**DATASET**
------------
//! Date/time helpers shared by the models and the HTTP client.

pub mod extended;
pub mod util;

pub use extended::{
    DAY_IN_MS, DateInput, HOUR_IN_MS, MINUTE_IN_MS, MONTH_IN_MS, SECOND_IN_MS, TimeUnit,
    TimeUnits, WEEK_IN_MS, YEAR_IN_MS, convert_days, convert_hours, convert_milliseconds,
    convert_minutes, convert_months, convert_seconds, convert_weeks, convert_years, difference,
    to_local_time, to_utc,
};
pub use util::{
    current_time_iso, current_time_utc, current_utc_millis, to_iso_string, to_utc_string,
    utc_offset_minutes,
};
//! Tracing/logging setup shared by every binary and test harness that
//! embeds the client data layer.

/// Tracing configuration (filters, output format).
pub mod tracing;

pub use crate::tracing::LogFormat;

/// Initialize process-wide logging using `RUST_LOG` / `KFS_LOG_FORMAT`.
///
/// This is safe to call multiple times; subsequent calls become no-ops.
pub fn init() {
    tracing::init(LogFormat::from_env());
}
------------
**TASK STATEMENT**
Scan the data above line by line. Please say how many lines hold the word "client", and give only that number.

**WORKED SOLUTION**
2